### What you have to do
Check each line of the entries below for the word "loop", and copy the lines that have it.

Collected data entries:

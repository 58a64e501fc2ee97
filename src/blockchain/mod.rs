// This file is part of CATENA.
//
// Copyright (C) 2022 Affidaty Spa.
//
// CATENA is free software: you can redistribute it and/or modify it under
// the terms of the GNU Affero General Public License as published by the
// Free Software Foundation, either version 3 of the License, or (at your
// option) any later version.
//
// CATENA is distributed in the hope that it will be useful, but WITHOUT
// ANY WARRANTY; without even the implied warranty of MERCHANTABILITY or
// FITNESS FOR A PARTICULAR PURPOSE. See the GNU Affero General Public License
// for more details.
//
// You should have received a copy of the GNU Affero General Public License
// along with CATENA. If not, see <https://www.gnu.org/licenses/>.

//! Blockchain service components.
//!
//! This module contains the consensus pipeline: block processing, fork
//! resolution and the two-tier transaction staging that feeds block
//! generation.
//!
//! The service exploits several sub-modules to perform specialized works, in
//! particular:
//! - dispatcher: handles incoming blockchain messages.
//! - executor: block creation, verification, application and fork handling.
//! - pool: transaction queue and unconfirmed pool.
//! - slots/rounds: forging schedule arithmetic and bookkeeping.
//! - synchronizer: hooks toward the external peer sync loop.
//!
//! External components interact with the blockchain service via message
//! passing.

pub(crate) mod dispatch;
pub(crate) mod dispatcher;
pub(crate) mod executor;
pub(crate) mod pool;
pub(crate) mod storage;

pub mod accounts;
pub mod message;
pub mod pubsub;
pub mod rounds;
pub mod service;
pub mod slots;
pub mod synchronizer;
pub mod worker;

pub use message::{
    BlockRequestReceiver, BlockRequestSender, BlockResponseReceiver, BlockResponseSender,
    DelegatePage, GetDelegatesParams, Message,
};
pub use pubsub::Event;
pub use service::{BlockService, ChainConfig, FeeSchedule};
pub use synchronizer::SyncHooks;
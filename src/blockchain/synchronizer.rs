// This file is part of CATENA.
//
// Copyright (C) 2022 Affidaty Spa.
//
// CATENA is free software: you can redistribute it and/or modify it under
// the terms of the GNU Affero General Public License as published by the
// Free Software Foundation, either version 3 of the License, or (at your
// option) any later version.
//
// CATENA is distributed in the hope that it will be useful, but WITHOUT
// ANY WARRANTY; without even the implied warranty of MERCHANTABILITY or
// FITNESS FOR A PARTICULAR PURPOSE. See the GNU Affero General Public License
// for more details.
//
// You should have received a copy of the GNU Affero General Public License
// along with CATENA. If not, see <https://www.gnu.org/licenses/>.

//! Peer synchronization surface.
//!
//! The peer-discovery and catch-up loop lives outside the core; the
//! consensus pipeline only needs the hooks below. The default implementation
//! turns every hook into a published event the external sync loop reacts to.

use super::message::Message;
use super::pubsub::{Event, PubSub};
use crate::base::schema::{Block, Transaction};
use crate::base::Mutex;
use crate::crypto::Hash;
use std::sync::Arc;

/// Broadcast and catch-up hooks consumed by the block executor.
pub trait SyncHooks: Send + Sync {
    /// Relay a freshly applied block to peers.
    fn relay_block(&self, block: &Block);

    /// Relay a staged transaction to peers.
    fn relay_transaction(&self, tx: &Transaction);

    /// Ask the sync loop to fetch blocks above the given height.
    fn emit_sync(&self, height: u64);

    /// Open a common-block negotiation for the given candidate identifiers.
    /// The negotiation itself runs on the transport sequence.
    fn request_common_block(&self, candidates: &[Hash]);
}

/// Event-bus backed hooks: every request becomes a published event.
pub struct EventSync {
    pubsub: Arc<Mutex<PubSub>>,
}

impl EventSync {
    pub fn new(pubsub: Arc<Mutex<PubSub>>) -> Self {
        EventSync { pubsub }
    }
}

impl SyncHooks for EventSync {
    fn relay_block(&self, block: &Block) {
        let mut pubsub = self.pubsub.lock();
        if pubsub.has_subscribers(Event::NEW_BLOCKS) {
            pubsub.publish(
                Event::NEW_BLOCKS,
                Message::NewBlocks {
                    block: block.clone(),
                },
            );
        }
    }

    fn relay_transaction(&self, tx: &Transaction) {
        let mut pubsub = self.pubsub.lock();
        if pubsub.has_subscribers(Event::TRANSACTION_CREATE) {
            pubsub.publish(
                Event::TRANSACTION_CREATE,
                Message::TransactionCreate { tx: tx.clone() },
            );
        }
    }

    fn emit_sync(&self, height: u64) {
        debug!("sync requested above height {}", height);
        let mut pubsub = self.pubsub.lock();
        if pubsub.has_subscribers(Event::EMIT_SYNC_BLOCKS) {
            pubsub.publish(Event::EMIT_SYNC_BLOCKS, Message::EmitSyncBlocks { height });
        }
    }

    fn request_common_block(&self, candidates: &[Hash]) {
        // The external loop drives the negotiation; the core only announces
        // the candidate set it would accept.
        debug!("common block negotiation over {} candidates", candidates.len());
    }
}
// This file is part of CATENA.
//
// Copyright (C) 2022 Affidaty Spa.
//
// CATENA is free software: you can redistribute it and/or modify it under
// the terms of the GNU Affero General Public License as published by the
// Free Software Foundation, either version 3 of the License, or (at your
// option) any later version.
//
// CATENA is distributed in the hope that it will be useful, but WITHOUT
// ANY WARRANTY; without even the implied warranty of MERCHANTABILITY or
// FITNESS FOR A PARTICULAR PURPOSE. See the GNU Affero General Public License
// for more details.
//
// You should have received a copy of the GNU Affero General Public License
// along with CATENA. If not, see <https://www.gnu.org/licenses/>.

//! Foundation types shared by the whole library.

pub mod schema;
pub mod serialize;

/// Mutex type used by the library internals.
pub type Mutex<T> = parking_lot::Mutex<T>;

/// RwLock type used by the library internals.
pub type RwLock<T> = parking_lot::RwLock<T>;

pub use schema::{Account, Address, Block, Delegate, Round, Transaction};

### Expected answer
//! - synchronizer: hooks toward the external peer sync loop.
//! The peer-discovery and catch-up loop lives outside the core; the
//! turns every hook into a published event the external sync loop reacts to.
    /// Ask the sync loop to fetch blocks above the given height.
        // The external loop drives the negotiation; the core only announces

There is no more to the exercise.